# [Your objective]
Search for the word "expect" in the entries. Each line that holds it should be copied.

# [Information provided]
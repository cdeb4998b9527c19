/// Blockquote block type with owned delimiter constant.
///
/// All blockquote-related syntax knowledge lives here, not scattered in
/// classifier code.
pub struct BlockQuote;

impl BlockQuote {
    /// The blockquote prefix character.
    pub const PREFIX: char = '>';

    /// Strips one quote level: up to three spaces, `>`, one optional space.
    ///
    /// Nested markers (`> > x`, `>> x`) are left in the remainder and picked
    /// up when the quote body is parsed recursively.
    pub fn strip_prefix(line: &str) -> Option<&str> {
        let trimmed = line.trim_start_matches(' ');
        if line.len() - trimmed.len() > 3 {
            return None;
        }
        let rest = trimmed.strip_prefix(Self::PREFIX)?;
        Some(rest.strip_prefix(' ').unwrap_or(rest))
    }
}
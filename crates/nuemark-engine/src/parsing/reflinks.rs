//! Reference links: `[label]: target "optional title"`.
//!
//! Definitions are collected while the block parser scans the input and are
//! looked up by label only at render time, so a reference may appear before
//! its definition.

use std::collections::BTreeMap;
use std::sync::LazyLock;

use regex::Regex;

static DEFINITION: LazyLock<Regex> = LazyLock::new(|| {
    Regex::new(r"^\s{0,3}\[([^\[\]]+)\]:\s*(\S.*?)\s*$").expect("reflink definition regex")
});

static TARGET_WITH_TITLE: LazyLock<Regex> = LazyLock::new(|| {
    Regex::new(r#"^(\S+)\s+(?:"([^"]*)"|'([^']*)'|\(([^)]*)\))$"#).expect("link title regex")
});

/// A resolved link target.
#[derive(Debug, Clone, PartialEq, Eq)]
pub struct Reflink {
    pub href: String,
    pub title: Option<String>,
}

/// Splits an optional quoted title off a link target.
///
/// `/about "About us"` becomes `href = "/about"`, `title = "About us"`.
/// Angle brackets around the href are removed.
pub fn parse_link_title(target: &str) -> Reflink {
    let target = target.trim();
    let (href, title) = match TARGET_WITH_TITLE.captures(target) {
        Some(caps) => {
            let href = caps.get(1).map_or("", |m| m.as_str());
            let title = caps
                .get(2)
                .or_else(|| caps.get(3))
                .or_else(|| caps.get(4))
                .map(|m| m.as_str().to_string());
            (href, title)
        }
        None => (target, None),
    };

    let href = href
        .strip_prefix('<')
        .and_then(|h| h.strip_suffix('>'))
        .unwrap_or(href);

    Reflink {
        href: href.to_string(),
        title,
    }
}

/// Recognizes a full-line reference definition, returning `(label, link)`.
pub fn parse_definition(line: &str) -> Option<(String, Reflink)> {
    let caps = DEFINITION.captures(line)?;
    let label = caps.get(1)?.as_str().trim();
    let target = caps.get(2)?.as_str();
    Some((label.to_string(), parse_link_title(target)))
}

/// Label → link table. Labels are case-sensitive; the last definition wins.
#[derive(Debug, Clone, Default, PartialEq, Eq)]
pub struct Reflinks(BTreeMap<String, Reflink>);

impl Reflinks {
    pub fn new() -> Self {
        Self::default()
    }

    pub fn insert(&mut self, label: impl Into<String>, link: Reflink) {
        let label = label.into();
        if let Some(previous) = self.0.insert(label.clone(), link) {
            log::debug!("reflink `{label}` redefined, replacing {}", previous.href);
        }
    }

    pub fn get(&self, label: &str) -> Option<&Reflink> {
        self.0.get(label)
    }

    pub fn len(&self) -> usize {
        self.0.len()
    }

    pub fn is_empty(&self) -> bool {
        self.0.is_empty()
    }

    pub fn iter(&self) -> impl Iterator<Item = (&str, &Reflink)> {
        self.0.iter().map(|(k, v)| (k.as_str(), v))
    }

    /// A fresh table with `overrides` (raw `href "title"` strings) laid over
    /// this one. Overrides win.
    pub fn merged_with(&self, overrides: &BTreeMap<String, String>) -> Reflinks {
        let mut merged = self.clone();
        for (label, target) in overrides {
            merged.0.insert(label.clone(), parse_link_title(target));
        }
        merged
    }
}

# [Written solution]
    Regex::new(r"^\s{0,3}\[([^\[\]]+)\]:\s*(\S.*?)\s*$").expect("reflink definition regex")
    Regex::new(r#"^(\S+)\s+(?:"([^"]*)"|'([^']*)'|\(([^)]*)\))$"#).expect("link title regex")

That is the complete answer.